The associations, which included the American Society for Radiation Oncology (ASTRO), American College of Cardiology (ACC), American Society of Echocardiography (ASE), American Society of Nuclear Cardiology (ASNC), and Society for Cardiovascular Angiography and Interventions (SCAI), said that the U.S. Centers for Medicare and Medicaid Services (CMS) has "continued to layer requirement upon requirement, usually without any real understanding of the way healthcare is delivered at the exam room level."

Only 12% of physicians have been able to successfully participate in stage 2 of meaningful use, despite more than 80% of physicians having electronic health records in their practice, according to the associations. The program has led to some negative consequences, such as physician time being diverted from patient care to data entry, patient records being filled with unnecessary documentation that is unrelated to providing high-quality care, and new barriers to exchanging data and other information across care settings. They noted that the administration has been urged to take a different path toward achieving Congress' vision in the HITECH Act.

"We believe that the success of the program hinges on a laser-like focus on promoting interoperability and allowing innovation to flourish as vendors respond to the demands of physicians and hospitals, rather than the current system where vendors must meet the ill-informed check-the-box requirements of the current program," they wrote.

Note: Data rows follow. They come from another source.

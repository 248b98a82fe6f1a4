//! Systems - per-frame logic that operates on scene components

mod doors;
mod drift;
mod flicker;
mod portals;
mod sway;

pub use doors::*;
pub use drift::*;
pub use flicker::*;
pub use portals::*;
pub use sway::*;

The associations said that the Obama administration has not responded to this need and instead has elected to "perpetuate the current failed program through the release of stage 3." It's unrealistic to expect that doing the same thing over and over again will result in a different outcome, the letter said.

"We believe, therefore, that it is time for Congress to act to refocus the meaningful use program on the goal of achieving a truly interoperable system of electronic health records that will support, rather than hinder, the delivery of high-quality care," they wrote.